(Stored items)
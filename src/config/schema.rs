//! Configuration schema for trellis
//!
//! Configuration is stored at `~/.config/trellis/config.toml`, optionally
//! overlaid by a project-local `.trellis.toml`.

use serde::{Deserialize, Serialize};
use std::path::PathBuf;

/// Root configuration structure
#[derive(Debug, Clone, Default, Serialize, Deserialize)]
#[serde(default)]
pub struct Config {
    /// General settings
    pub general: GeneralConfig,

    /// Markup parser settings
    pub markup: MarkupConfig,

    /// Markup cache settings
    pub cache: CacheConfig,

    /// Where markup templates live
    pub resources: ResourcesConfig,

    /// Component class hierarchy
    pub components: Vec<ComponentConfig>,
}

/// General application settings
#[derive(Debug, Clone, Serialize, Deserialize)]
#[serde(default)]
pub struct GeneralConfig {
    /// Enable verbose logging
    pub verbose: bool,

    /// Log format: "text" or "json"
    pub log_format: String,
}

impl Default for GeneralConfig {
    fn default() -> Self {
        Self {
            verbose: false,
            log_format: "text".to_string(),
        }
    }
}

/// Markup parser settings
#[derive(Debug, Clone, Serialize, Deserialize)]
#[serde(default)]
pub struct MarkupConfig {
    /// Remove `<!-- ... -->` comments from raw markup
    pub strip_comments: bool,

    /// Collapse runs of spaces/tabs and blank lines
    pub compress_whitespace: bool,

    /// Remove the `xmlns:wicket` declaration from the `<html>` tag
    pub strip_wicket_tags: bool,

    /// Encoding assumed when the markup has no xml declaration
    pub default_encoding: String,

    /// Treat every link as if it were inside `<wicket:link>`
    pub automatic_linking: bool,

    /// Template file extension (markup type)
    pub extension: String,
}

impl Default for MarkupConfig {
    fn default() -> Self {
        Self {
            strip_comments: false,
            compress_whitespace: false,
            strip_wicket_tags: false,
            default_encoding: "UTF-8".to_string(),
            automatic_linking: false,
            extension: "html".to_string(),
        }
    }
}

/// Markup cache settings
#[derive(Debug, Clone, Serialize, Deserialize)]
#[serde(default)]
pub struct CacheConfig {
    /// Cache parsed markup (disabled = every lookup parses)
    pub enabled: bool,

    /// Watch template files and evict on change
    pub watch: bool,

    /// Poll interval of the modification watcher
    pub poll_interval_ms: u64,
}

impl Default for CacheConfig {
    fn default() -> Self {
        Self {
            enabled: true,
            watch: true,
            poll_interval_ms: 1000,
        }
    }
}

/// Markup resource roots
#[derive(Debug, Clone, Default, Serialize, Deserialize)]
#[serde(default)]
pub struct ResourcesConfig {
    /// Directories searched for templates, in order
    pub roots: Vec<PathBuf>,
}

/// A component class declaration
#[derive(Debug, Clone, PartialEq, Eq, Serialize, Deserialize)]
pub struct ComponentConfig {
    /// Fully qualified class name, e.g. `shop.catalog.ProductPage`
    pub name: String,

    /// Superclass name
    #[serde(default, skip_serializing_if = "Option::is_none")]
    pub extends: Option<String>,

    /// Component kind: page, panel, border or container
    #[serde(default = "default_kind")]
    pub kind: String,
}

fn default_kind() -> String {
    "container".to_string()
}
==
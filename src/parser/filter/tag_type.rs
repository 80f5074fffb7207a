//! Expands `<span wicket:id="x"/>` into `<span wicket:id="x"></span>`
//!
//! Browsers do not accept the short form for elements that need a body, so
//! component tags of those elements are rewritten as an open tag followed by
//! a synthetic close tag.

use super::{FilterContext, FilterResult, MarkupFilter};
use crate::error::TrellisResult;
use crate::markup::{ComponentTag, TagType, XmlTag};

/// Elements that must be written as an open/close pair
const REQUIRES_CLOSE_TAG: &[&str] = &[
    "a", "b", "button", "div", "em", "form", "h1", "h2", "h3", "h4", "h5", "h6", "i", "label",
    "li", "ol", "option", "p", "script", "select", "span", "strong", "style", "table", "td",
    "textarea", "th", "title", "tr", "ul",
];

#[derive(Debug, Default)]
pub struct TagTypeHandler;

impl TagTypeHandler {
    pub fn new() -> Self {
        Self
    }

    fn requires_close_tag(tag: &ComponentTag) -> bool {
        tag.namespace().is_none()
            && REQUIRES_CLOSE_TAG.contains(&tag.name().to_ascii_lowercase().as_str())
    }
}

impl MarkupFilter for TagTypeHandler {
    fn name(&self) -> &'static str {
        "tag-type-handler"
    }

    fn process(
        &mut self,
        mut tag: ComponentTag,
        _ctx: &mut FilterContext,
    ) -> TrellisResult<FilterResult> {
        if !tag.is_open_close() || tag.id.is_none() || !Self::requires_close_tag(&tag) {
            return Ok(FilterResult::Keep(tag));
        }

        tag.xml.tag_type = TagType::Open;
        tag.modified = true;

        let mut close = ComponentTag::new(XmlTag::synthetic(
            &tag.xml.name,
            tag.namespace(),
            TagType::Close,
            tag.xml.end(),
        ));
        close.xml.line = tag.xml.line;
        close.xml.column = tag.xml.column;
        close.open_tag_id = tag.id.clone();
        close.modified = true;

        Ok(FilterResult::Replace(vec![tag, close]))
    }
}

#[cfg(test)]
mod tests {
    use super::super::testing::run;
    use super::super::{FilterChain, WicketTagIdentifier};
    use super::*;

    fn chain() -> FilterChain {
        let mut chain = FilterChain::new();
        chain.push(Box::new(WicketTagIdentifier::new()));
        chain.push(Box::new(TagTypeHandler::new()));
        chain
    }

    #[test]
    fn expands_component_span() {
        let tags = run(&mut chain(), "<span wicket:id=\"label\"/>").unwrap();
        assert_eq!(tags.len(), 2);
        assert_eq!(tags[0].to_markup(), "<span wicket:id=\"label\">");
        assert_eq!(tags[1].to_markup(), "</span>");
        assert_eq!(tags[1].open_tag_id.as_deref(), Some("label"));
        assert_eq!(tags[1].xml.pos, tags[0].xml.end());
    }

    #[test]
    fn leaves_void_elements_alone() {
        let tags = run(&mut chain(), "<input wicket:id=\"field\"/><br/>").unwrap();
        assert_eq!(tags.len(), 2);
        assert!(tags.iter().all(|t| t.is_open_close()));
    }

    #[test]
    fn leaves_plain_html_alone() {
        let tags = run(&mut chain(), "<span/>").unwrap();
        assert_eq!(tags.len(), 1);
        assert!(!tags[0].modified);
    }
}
--
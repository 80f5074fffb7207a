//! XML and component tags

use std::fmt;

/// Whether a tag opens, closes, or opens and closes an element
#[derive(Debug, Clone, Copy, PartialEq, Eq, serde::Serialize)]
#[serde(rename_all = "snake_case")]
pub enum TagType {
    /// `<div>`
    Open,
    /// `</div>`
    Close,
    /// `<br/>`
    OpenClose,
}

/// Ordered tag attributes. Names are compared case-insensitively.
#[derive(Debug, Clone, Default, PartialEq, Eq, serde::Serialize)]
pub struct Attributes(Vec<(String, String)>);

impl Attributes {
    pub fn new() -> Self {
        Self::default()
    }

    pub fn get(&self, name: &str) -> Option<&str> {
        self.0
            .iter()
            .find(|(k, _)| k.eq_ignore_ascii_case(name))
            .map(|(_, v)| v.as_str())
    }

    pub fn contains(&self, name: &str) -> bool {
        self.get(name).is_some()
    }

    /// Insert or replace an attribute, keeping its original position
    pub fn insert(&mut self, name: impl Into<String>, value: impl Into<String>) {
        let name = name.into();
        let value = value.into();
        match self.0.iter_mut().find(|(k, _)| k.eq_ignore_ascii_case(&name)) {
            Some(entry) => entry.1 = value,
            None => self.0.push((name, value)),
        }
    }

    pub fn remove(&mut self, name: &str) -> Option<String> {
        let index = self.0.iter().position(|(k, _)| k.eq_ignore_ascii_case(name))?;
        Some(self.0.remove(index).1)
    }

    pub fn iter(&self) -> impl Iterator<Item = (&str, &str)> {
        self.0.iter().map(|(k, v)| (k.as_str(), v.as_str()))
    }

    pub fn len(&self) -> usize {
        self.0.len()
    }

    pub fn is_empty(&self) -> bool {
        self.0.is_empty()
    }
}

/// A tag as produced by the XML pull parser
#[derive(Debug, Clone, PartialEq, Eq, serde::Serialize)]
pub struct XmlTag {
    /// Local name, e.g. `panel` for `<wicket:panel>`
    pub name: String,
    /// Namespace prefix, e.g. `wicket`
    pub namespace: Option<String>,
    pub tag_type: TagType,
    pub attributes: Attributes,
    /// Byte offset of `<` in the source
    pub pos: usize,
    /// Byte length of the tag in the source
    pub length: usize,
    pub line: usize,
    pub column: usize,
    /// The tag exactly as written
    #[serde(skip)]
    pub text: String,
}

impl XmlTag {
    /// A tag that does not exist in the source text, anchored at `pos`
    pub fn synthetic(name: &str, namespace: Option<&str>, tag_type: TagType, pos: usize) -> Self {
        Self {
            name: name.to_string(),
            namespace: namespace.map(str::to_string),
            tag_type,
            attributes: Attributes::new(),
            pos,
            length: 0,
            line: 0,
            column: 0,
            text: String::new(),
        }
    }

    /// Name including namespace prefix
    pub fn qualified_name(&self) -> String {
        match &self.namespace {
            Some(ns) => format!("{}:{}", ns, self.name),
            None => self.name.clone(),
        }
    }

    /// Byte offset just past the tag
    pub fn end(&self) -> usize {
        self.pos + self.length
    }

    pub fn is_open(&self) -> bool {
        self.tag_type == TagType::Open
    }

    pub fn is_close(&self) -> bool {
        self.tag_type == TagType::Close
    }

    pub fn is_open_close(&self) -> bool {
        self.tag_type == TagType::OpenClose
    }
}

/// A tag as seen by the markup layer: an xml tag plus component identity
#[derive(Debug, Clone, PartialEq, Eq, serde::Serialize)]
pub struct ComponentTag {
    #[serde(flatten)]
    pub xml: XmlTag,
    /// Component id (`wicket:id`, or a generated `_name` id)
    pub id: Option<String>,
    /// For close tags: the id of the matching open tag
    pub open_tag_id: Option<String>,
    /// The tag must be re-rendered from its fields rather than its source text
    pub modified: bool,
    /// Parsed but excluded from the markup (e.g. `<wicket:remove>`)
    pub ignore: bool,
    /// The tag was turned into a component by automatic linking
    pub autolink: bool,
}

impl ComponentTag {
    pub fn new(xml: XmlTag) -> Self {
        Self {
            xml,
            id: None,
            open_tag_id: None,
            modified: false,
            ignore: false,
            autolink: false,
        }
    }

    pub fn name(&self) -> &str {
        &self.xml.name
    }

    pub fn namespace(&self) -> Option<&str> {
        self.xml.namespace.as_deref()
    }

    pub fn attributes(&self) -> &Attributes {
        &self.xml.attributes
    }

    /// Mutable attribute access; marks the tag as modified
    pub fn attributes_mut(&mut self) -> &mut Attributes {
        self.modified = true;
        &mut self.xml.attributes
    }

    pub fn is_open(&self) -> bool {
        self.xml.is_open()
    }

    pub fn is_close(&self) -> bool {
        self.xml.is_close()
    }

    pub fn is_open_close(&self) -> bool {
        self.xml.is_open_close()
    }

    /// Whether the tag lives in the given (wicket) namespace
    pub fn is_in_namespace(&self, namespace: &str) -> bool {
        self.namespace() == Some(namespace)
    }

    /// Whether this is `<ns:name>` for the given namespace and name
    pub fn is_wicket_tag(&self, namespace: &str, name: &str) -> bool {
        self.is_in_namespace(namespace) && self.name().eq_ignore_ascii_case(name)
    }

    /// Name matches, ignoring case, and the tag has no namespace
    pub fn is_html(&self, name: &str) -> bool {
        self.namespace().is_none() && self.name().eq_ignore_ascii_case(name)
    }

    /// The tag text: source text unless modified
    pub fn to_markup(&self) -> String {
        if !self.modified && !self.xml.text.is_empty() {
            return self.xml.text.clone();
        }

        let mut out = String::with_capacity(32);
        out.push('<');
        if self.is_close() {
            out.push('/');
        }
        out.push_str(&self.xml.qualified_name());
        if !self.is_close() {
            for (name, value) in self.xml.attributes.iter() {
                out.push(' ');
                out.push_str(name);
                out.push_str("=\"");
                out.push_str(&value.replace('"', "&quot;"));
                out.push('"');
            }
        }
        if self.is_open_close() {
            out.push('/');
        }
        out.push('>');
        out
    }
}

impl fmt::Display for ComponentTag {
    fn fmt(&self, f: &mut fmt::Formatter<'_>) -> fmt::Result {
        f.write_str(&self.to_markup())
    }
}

EXERCISE ▸ What is the number of lines in the entries above that contain the word "PartialEq"? Answer with that number only.

ANSWER BOX ▸ 5